The White Mountains, New Hampshire, Project Center, located in Lincoln, hosted its first full cohort of 16 students during A-Term in 2023 after a pilot program the year before. The four student teams worked on projects that will help visitors to the White Mountains enjoy safe and responsible recreation. Project center director Corey Dehner, associate professor of teaching in the Department of Integrative & Global Studies, found inspiration for the new project center during the 2021–22 academic year.

“The mental health crisis at WPI made me acutely aware of the need to help our students reconnect with nature and slow down,” Dehner says. She wanted to help establish a project center where students would be able to build their confidence, leadership abilities, and sense of community while also doing something good for the environment.
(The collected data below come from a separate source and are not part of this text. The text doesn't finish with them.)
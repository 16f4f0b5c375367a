//! キー入力ハンドラー関数。

use anyhow::Result;
use chrono::Utc;
use crossterm::event::{KeyCode, KeyEvent, KeyModifiers};
use std::path::PathBuf;

use crate::{
    api::jobs::is_video_file,
    events::{AdminTab, Screen},
    export,
    input::{InputBoxState, InputCallbackId},
    models::CreditPack,
    pagination::RoleFilter,
    shortcuts::{ListShortcuts, matches_shortcut},
    ui,
    wizard::WizardStep,
    worker::WorkerCmd,
};

use super::{App, go_to, load_admin_tab, load_history, open_job, state::GenerateForm};

/// キー入力を1件処理し、終了すべきならtrueを返す。
pub async fn handle_key(app: &mut App, k: KeyEvent) -> Result<bool> {
    // 入力ボックスが開いていれば最優先で処理する。
    if app.input_box.is_some() {
        return handle_input_box_key(app, k).await;
    }
    // 次にコード生成モーダル。
    if app.ui.screen == Screen::Admin && app.admin.generate.is_some() {
        handle_generate_key(app, k).await?;
        return Ok(false);
    }
    if app.ui.screen == Screen::Setup {
        handle_wizard_key(app, k).await?;
        return Ok(false);
    }

    // 画面切り替えはどの画面からでも使える。
    let g = &app.shortcuts.global;
    let target = if matches_shortcut(&k, &g.quit) {
        return Ok(true);
    } else if matches_shortcut(&k, &g.dashboard) {
        Some(Screen::Dashboard)
    } else if matches_shortcut(&k, &g.upload) {
        Some(Screen::Upload)
    } else if matches_shortcut(&k, &g.history) {
        Some(Screen::History)
    } else if matches_shortcut(&k, &g.pricing) {
        Some(Screen::Pricing)
    } else if matches_shortcut(&k, &g.admin) {
        Some(Screen::Admin)
    } else if matches_shortcut(&k, &g.settings) {
        Some(Screen::Settings)
    } else {
        None
    };
    if let Some(screen) = target {
        go_to(app, screen).await?;
        return Ok(false);
    }

    match app.ui.screen {
        Screen::Dashboard => handle_dashboard_key(app, k).await?,
        Screen::Upload => handle_upload_key(app, k).await?,
        Screen::Job => handle_job_key(app, k).await?,
        Screen::History => handle_history_key(app, k).await?,
        Screen::Pricing => handle_pricing_key(app, k).await?,
        Screen::Admin => handle_admin_key(app, k).await?,
        Screen::Settings => handle_settings_key(app, k).await?,
        Screen::Setup => {}
    }
    Ok(false)
}

/// Ctrl+Cかどうかを判定する。
pub fn is_ctrl_c(k: &KeyEvent) -> bool {
    k.modifiers.contains(KeyModifiers::CONTROL) && k.code == KeyCode::Char('c')
}

/// 貼り付けは入力ボックスが開いているときだけ受け付ける。
pub fn handle_paste(app: &mut App, text: &str) {
    if let Some(input) = app.input_box.as_mut() {
        input.insert_str(text);
    }
}

/// ダッシュボードのキー処理。
async fn handle_dashboard_key(app: &mut App, k: KeyEvent) -> Result<()> {
    let sc = &app.shortcuts.list;
    if matches_shortcut(&k, &sc.refresh) {
        app.worker_tx.send(WorkerCmd::RefreshDashboard).await?;
        app.ui.status = "Refreshing...".into();
    } else if matches_shortcut(&k, &sc.down) {
        if app.dashboard.selected + 1 < app.dashboard.jobs.len() {
            app.dashboard.selected += 1;
        }
    } else if matches_shortcut(&k, &sc.up) {
        app.dashboard.selected = app.dashboard.selected.saturating_sub(1);
    } else if matches_shortcut(&k, &sc.open)
        && let Some(job) = app.dashboard.jobs.get(app.dashboard.selected).cloned()
    {
        open_job(app, job.id.clone(), Some(job), Screen::Dashboard).await?;
    }
    Ok(())
}

/// アップロード画面のキー処理。
async fn handle_upload_key(app: &mut App, k: KeyEvent) -> Result<()> {
    let sc = &app.shortcuts.upload;
    if matches_shortcut(&k, &sc.choose_file) {
        let state = InputBoxState::new(
            "Video file path:",
            app.upload.path.clone(),
            InputCallbackId::UploadPath,
        );
        app.prompt(state);
    } else if matches_shortcut(&k, &sc.toggle_quality) {
        app.upload.quality = app.upload.quality.toggled();
    } else if matches_shortcut(&k, &sc.submit) {
        if app.upload.busy {
            return Ok(());
        }
        let path = PathBuf::from(app.upload.path.trim());
        if app.upload.path.trim().is_empty() {
            app.ui.toast_error("Choose a video file first");
        } else if !is_video_file(&path) {
            app.ui.toast_error("Please upload a video file");
        } else if !path.is_file() {
            app.ui.toast_error(format!("File not found: {}", path.display()));
        } else {
            app.upload.busy = true;
            app.ui.status = "Uploading...".into();
            app.worker_tx
                .send(WorkerCmd::SubmitVideo {
                    path,
                    quality: app.upload.quality.clone(),
                })
                .await?;
        }
    }
    Ok(())
}

/// ジョブ画面のキー処理。
async fn handle_job_key(app: &mut App, k: KeyEvent) -> Result<()> {
    let sc = &app.shortcuts.job;
    if matches_shortcut(&k, &sc.back) {
        let back = app.job.return_to;
        go_to(app, back).await?;
    } else if matches_shortcut(&k, &sc.download) {
        // 完了済みで出力URLがある場合のみ開ける。
        let url = app
            .job
            .job
            .as_ref()
            .and_then(|j| j.download_url())
            .map(str::to_string);
        match url {
            Some(url) => {
                app.worker_tx.send(WorkerCmd::OpenUrl(url)).await?;
                app.ui.toast_success("Opening download in your browser");
            }
            None => app.ui.toast_error("Output is not ready yet"),
        }
    }
    Ok(())
}

/// 履歴画面のキー処理。
async fn handle_history_key(app: &mut App, k: KeyEvent) -> Result<()> {
    let sc = &app.shortcuts.list;
    if matches_shortcut(&k, &app.shortcuts.history.filter) {
        app.history_filter = app.history_filter.next();
        app.history.reset();
        load_history(app).await?;
    } else if matches_shortcut(&k, &sc.refresh) {
        load_history(app).await?;
    } else if matches_shortcut(&k, &sc.next_page) {
        if app.history.next_page() {
            load_history(app).await?;
        }
    } else if matches_shortcut(&k, &sc.prev_page) {
        if app.history.prev_page() {
            load_history(app).await?;
        }
    } else if matches_shortcut(&k, &sc.down) {
        app.history.select_next();
    } else if matches_shortcut(&k, &sc.up) {
        app.history.select_prev();
    } else if matches_shortcut(&k, &sc.open)
        && let Some(job) = app.history.selected_item().cloned()
    {
        open_job(app, job.id.clone(), Some(job), Screen::History).await?;
    }
    Ok(())
}

/// 料金画面のキー処理。
async fn handle_pricing_key(app: &mut App, k: KeyEvent) -> Result<()> {
    let list = &app.shortcuts.list;
    let sc = &app.shortcuts.pricing;
    if matches_shortcut(&k, &list.down) {
        app.pricing.selected = (app.pricing.selected + 1).min(CreditPack::ALL.len() - 1);
    } else if matches_shortcut(&k, &list.up) {
        app.pricing.selected = app.pricing.selected.saturating_sub(1);
    } else if matches_shortcut(&k, &sc.buy) {
        if app.pricing.busy {
            return Ok(());
        }
        let pack = CreditPack::ALL[app.pricing.selected.min(CreditPack::ALL.len() - 1)];
        app.pricing.busy = true;
        app.worker_tx.send(WorkerCmd::Checkout(pack)).await?;
    } else if matches_shortcut(&k, &sc.redeem) {
        app.prompt(InputBoxState::new(
            "Redemption code:",
            "",
            InputCallbackId::RedeemCode,
        ));
    }
    Ok(())
}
That environmental focus was one of the main reasons junior Katelyn Beirne was interested in doing her Interactive Qualifying Project in New Hampshire this fall. “There are a lot of really cool IQPs that focus on something cultural, but they weren’t as outdoorsy as I wanted,” says Beirne, a data science major who grew up on a small farm in Massachusetts. “I knew I wanted to get outside and do something to help the environment.”

Her IQP team developed lesson plans to teach a variety of audiences the 10 essentials to bring when hiking in the backcountry, as well as basic outdoor etiquette centered around the principles of Leave No Trace. Not only did the project let her spend lots of time outside, it gave her the opportunity to pay forward her love of nature by helping others learn to be better environmental stewards.
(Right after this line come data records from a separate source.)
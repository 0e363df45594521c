//! Language code helpers shared by word generation and pictogram lookup.

use crate::constants::DEFAULT_LANGUAGE;
use unicode_normalization::UnicodeNormalization;

/// Reduces a language tag to its two-letter code.
///
/// Two-letter codes pass through, `xx-YY` tags lose their region, anything
/// else falls back to the default language.
///
/// ```
/// use coreboard::pictograms::language::two_letter_code;
///
/// assert_eq!(two_letter_code("es"), "es");
/// assert_eq!(two_letter_code("pt-BR"), "pt");
/// assert_eq!(two_letter_code("spa"), "en");
/// ```
#[must_use]
pub fn two_letter_code(language: &str) -> String {
    let language = language.trim();
    if language.chars().count() == 2 {
        return language.to_string();
    }
    if let Some((lang, region)) = language.split_once('-') {
        let is_lower_pair = lang.len() == 2 && lang.chars().all(|c| c.is_ascii_lowercase());
        let is_upper_pair = region.len() == 2 && region.chars().all(|c| c.is_ascii_uppercase());
        if is_lower_pair && is_upper_pair {
            return lang.to_string();
        }
    }
    DEFAULT_LANGUAGE.to_string()
}

/// Maps three-letter codes to the two-letter locales symbol APIs expect.
///
/// Unknown codes pass through unchanged.
#[must_use]
pub fn locale_for_symbols(language: &str) -> &str {
    match language {
        "eng" => "en",
        "spa" => "es",
        "por" => "pt",
        other => other,
    }
}

/// English name of a language, for prompts. Falls back to the code itself.
#[must_use]
pub fn language_name(language: &str) -> String {
    let name = match two_letter_code(language).as_str() {
        "en" => "English",
        "es" => "Spanish",
        "pt" => "Portuguese",
        "fr" => "French",
        "de" => "German",
        "it" => "Italian",
        "ca" => "Catalan",
        "nl" => "Dutch",
        _ => return language.to_string(),
    };
    name.to_string()
}

/// Removes combining diacritical marks (`é` → `e`).
#[must_use]
pub fn strip_diacritics(word: &str) -> String {
    word.nfd()
        .filter(|c| !('\u{0300}'..='\u{036f}').contains(c))
        .collect()
}

#[cfg(test)]
mod tests {
    use super::*;

    #[test]
    fn test_two_letter_code() {
        assert_eq!(two_letter_code("en"), "en");
        assert_eq!(two_letter_code("en-US"), "en");
        assert_eq!(two_letter_code("en-us"), "en");
        assert_eq!(two_letter_code("eng"), "en");
        assert_eq!(two_letter_code("ca"), "ca");
        assert_eq!(two_letter_code(""), "en");
    }

    #[test]
    fn test_locale_for_symbols() {
        assert_eq!(locale_for_symbols("eng"), "en");
        assert_eq!(locale_for_symbols("spa"), "es");
        assert_eq!(locale_for_symbols("por"), "pt");
        assert_eq!(locale_for_symbols("fr"), "fr");
    }

    #[test]
    fn test_language_name() {
        assert_eq!(language_name("es"), "Spanish");
        assert_eq!(language_name("pt-BR"), "Portuguese");
        assert_eq!(language_name("xx"), "xx");
    }

    #[test]
    fn test_strip_diacritics() {
        assert_eq!(strip_diacritics("canción"), "cancion");
        assert_eq!(strip_diacritics("pingüino"), "pinguino");
        assert_eq!(strip_diacritics("ñandú"), "nandu");
        assert_eq!(strip_diacritics("plain"), "plain");
    }
}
The other IQP teams at the project center this fall developed conservation information specific to New Hampshire’s alpine zone that hikers can access in four languages through a QR code on trail signs; designed and set up a physical site where forestry staff will lead hands-on ecology lessons with middle school students; and created a series of short educational videos about “recreating responsibly” that the White Mountain National Forest can share with visitors.

All students at the project center also participate in a wilderness ethics certificate program that’s made possible through a collaboration between WPI, the World Trails Network, and the Waterman Fund.
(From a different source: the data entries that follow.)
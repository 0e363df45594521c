//! Grid layout engine for core boards.
//!
//! The grid is split into three horizontal bands:
//!
//! ```text
//!   row 0 ┌──────────────┬──────────────────────────────┐
//!         │              │ Actions, Adjectives/Adverbs  │
//!  middle ├   Pronouns   ├──────────────────────────────┤
//!         │              │ Determiners, Prepositions    │
//!  p_end  ├──────────────┴──────────────────────────────┤
//!         │ Questions, Negation, Interjections          │
//!   rows  └─────────────────────────────────────────────┘
//! ```
//!
//! with `p_end = floor(rows * 0.8)` and `middle = floor(p_end * 0.8)`.
//! Each category fills its region column-major, and the cursor where it
//! stops becomes the start of the next category in the same band. The band
//! boundary between pronouns and the rest moves with the pronoun count.
//!
//! Categories without a fixed budget that must squeeze into leftover space
//! (Actions, Determiners, Questions, Negation) are capped by a balance
//! number derived from the remaining geometry. Words that do not fit are
//! dropped with a diagnostic; layout never fails for geometric reasons.

use crate::error::{BoardError, BoardResult};
use crate::models::{CategoryKind, CoreWord, Cursor, Grid, GridDimensions};
use serde::{Deserialize, Serialize};
use std::collections::HashSet;
use tracing::{debug, warn};

/// Grids with fewer cells than this use the conservative balance fraction.
pub const SMALL_GRID_THRESHOLD: usize = 60;

/// Share of the rows given to the pronoun block.
const PRONOUN_BAND_RATIO: f64 = 0.8;

/// Share of the pronoun rows given to the actions/descriptors band.
const MIDDLE_BAND_RATIO: f64 = 0.8;

/// How the row resets when a region moves to its next column.
#[derive(Debug, Clone, Copy, PartialEq, Eq, Serialize, Deserialize)]
#[serde(rename_all = "snake_case")]
pub enum FillMode {
    /// New columns start at row 0
    TopReset,
    /// New columns start at the band's top row
    BandReset,
}

/// Where and how one category is placed.
#[derive(Debug, Clone, Copy, PartialEq, Eq, Serialize, Deserialize)]
pub struct Region {
    /// First cell to try
    pub start: Cursor,
    /// Row new columns restart at in [`FillMode::BandReset`] mode
    pub band_top: usize,
    /// Exclusive row bound
    pub max_row: usize,
    /// Exclusive column bound
    pub end_col: usize,
    /// Column reset rule
    pub mode: FillMode,
    /// Cap on the number of words placed (`None` = unbounded)
    pub balance: Option<usize>,
}

impl Region {
    const fn reset_row(&self) -> usize {
        match self.mode {
            FillMode::TopReset => 0,
            FillMode::BandReset => self.band_top,
        }
    }
}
“It’s less based on professional skills and training someone for a specific career and more focused on helping students understand the externalities of whatever they do. I hope they will use this education to make informed decisions in their professions,” notes Dehner. “The goal is also to help students develop a deeper connection to nature and realize the mental health benefits of spending time in nature.”

Associate Professor Seth Tuler leads a hike with students in New Hampshire.

Associate Professor Seth Tuler leads a hike with students in New Hampshire.

To earn the certificate, students complete assigned readings and written reflections; participate in weekly fireside chats about various environmental topics with members of the local community; gain some perspective from the local Indigenous community; participate in a volunteer project within the national forest; complete a Leave No Trace training; and do a solo hike with reading and reflection.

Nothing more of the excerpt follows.